**Records shown:**
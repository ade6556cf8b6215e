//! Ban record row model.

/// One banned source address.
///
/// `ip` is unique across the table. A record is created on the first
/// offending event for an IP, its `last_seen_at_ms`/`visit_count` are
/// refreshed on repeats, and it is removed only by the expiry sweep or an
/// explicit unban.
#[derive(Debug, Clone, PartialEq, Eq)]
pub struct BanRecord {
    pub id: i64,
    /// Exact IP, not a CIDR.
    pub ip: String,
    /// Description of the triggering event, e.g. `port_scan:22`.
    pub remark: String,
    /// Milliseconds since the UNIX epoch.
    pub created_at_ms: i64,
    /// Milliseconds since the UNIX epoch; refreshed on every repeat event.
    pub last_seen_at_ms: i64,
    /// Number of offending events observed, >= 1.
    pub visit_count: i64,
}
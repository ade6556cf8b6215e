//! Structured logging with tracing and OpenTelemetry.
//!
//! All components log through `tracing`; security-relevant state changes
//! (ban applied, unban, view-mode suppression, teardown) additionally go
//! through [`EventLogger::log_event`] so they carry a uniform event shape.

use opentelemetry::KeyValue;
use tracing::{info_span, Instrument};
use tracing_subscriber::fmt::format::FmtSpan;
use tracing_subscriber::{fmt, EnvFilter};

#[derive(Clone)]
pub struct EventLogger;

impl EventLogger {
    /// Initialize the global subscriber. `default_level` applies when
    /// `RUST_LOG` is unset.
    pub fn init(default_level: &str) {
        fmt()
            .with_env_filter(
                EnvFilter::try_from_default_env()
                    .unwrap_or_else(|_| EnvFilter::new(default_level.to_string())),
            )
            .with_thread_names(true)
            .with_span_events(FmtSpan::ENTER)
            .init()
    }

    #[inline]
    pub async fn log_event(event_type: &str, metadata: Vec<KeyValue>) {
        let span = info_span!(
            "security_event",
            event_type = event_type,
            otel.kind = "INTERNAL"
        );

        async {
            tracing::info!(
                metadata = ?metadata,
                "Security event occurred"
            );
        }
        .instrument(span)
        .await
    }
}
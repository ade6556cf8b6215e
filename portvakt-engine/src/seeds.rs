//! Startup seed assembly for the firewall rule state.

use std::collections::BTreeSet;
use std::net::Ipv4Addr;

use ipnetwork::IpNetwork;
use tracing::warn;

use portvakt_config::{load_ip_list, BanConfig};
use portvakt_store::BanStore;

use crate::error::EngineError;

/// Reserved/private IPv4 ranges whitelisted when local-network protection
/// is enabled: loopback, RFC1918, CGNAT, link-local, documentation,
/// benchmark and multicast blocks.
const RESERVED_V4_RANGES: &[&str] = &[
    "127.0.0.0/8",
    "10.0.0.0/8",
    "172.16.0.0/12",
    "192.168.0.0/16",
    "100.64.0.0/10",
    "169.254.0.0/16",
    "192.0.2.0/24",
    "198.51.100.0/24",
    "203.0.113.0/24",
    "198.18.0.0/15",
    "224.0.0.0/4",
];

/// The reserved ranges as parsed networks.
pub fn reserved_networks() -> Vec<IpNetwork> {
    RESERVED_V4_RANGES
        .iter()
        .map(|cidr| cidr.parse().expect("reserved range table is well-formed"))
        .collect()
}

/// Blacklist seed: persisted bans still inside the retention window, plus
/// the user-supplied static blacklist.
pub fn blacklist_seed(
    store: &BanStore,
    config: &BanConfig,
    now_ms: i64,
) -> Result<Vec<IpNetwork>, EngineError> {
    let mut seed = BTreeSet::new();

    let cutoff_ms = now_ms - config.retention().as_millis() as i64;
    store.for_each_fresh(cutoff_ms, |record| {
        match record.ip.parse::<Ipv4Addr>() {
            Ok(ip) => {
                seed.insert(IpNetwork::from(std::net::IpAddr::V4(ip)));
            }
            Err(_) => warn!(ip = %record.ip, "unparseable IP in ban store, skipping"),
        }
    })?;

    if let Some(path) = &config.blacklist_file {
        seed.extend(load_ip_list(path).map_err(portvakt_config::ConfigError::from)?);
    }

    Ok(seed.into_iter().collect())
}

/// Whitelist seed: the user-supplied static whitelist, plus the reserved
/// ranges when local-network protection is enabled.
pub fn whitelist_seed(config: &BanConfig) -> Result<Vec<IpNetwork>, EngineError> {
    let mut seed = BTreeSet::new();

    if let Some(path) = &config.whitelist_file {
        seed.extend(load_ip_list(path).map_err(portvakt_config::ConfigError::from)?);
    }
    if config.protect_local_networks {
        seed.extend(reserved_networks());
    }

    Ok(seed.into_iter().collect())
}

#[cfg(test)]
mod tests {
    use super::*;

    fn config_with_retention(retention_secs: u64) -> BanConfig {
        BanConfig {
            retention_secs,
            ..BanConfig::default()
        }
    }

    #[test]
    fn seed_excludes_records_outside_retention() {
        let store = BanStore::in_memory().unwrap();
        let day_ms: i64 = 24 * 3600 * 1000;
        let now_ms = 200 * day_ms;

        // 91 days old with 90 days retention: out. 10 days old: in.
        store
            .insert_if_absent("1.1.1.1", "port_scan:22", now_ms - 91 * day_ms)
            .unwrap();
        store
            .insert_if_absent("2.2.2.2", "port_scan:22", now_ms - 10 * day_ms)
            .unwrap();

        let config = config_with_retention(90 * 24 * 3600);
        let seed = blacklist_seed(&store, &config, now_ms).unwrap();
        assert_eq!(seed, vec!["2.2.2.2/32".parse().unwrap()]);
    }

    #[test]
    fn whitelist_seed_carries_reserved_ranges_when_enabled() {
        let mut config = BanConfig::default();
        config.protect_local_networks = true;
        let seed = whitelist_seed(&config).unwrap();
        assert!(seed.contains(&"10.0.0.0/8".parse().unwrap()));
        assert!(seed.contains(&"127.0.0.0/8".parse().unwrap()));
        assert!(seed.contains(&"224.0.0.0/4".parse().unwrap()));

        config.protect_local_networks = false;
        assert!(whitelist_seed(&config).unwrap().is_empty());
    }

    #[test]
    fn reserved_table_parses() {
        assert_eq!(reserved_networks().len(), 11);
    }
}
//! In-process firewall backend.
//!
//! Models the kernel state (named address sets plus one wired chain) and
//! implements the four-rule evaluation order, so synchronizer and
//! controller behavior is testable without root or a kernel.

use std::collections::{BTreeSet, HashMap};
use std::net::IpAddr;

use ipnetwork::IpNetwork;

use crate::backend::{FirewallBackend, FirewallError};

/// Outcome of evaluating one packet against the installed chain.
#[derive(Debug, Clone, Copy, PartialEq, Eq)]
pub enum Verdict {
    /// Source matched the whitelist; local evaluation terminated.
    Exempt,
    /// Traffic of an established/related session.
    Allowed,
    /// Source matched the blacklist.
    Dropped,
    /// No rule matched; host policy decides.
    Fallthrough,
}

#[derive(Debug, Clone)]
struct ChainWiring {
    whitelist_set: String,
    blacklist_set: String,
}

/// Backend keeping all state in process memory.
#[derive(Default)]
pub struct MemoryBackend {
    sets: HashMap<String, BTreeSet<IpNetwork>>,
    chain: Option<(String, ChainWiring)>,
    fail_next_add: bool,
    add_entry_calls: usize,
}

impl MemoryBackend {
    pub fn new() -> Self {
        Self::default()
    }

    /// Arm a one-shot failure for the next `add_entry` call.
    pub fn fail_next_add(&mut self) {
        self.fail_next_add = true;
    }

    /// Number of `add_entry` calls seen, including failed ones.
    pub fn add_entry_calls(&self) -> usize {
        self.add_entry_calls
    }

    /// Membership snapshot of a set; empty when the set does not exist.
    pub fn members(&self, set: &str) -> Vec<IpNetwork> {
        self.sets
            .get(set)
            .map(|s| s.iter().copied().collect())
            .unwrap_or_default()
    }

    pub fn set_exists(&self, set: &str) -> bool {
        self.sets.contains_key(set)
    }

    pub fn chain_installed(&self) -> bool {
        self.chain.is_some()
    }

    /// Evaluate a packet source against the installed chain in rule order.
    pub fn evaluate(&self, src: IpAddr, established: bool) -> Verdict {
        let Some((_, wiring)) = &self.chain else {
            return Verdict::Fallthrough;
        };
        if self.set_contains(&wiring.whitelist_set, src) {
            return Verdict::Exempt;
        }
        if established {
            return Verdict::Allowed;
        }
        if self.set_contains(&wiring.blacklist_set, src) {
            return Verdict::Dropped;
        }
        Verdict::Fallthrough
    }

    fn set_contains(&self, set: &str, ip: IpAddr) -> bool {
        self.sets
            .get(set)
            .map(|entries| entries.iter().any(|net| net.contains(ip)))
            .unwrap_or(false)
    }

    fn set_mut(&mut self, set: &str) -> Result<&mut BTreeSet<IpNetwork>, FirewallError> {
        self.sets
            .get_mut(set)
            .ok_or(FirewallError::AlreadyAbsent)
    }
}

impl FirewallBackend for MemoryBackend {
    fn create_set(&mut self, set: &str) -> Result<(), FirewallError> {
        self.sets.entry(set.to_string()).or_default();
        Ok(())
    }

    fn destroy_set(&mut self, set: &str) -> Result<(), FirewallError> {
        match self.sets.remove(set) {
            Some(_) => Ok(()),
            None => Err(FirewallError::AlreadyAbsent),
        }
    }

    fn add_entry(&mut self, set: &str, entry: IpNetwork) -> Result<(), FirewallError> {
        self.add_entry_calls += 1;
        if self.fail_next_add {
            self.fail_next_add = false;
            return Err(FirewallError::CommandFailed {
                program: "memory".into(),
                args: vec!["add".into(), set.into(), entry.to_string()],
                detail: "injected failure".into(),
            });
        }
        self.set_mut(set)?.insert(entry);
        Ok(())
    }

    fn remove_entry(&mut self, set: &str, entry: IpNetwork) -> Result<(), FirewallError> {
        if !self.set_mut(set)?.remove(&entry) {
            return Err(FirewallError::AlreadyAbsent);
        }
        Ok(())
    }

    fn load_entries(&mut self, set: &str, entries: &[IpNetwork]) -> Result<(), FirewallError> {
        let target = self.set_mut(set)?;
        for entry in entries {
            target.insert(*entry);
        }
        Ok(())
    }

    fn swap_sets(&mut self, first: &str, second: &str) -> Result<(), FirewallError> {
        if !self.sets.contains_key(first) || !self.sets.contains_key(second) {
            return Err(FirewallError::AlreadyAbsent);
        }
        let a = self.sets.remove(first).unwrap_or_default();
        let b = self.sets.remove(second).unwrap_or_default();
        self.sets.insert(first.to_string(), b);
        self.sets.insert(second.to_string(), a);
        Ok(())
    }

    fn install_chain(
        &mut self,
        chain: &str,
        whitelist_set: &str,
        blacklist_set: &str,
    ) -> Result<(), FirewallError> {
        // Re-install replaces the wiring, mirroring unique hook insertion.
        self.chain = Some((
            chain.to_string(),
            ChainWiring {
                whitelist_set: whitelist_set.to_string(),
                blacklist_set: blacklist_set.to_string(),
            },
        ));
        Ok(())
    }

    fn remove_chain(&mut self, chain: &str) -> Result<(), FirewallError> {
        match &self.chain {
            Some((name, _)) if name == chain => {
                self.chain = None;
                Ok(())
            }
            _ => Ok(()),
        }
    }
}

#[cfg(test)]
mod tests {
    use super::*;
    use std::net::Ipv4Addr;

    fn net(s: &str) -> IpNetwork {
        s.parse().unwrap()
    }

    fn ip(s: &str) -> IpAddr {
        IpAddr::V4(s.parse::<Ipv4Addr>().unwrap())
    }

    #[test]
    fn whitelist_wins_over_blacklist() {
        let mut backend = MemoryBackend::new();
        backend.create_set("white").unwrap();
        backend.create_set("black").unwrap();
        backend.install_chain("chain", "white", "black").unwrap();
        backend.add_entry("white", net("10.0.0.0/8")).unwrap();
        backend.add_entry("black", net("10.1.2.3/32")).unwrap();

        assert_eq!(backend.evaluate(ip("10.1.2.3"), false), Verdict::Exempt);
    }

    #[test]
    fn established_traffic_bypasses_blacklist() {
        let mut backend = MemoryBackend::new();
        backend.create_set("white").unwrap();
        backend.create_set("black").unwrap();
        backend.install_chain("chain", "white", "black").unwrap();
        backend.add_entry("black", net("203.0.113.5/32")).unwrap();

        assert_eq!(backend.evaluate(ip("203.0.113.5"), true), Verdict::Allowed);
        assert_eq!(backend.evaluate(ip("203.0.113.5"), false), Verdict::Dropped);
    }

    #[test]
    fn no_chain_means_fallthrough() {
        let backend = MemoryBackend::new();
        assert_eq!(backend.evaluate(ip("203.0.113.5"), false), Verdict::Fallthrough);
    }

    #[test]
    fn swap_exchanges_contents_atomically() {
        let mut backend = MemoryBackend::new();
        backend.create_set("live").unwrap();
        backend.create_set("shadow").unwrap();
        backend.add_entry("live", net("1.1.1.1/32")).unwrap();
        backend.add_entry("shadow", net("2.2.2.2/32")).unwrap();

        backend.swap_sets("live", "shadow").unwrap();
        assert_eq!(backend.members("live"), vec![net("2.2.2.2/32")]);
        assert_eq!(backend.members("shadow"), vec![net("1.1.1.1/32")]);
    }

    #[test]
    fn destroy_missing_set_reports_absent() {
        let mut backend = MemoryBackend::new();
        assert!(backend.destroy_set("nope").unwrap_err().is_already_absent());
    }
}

**Task directions:** Extract from the material all lines containing the string "unban".

**Expected answer:**
/// explicit unban.
//! (ban applied, unban, view-mode suppression, teardown) additionally go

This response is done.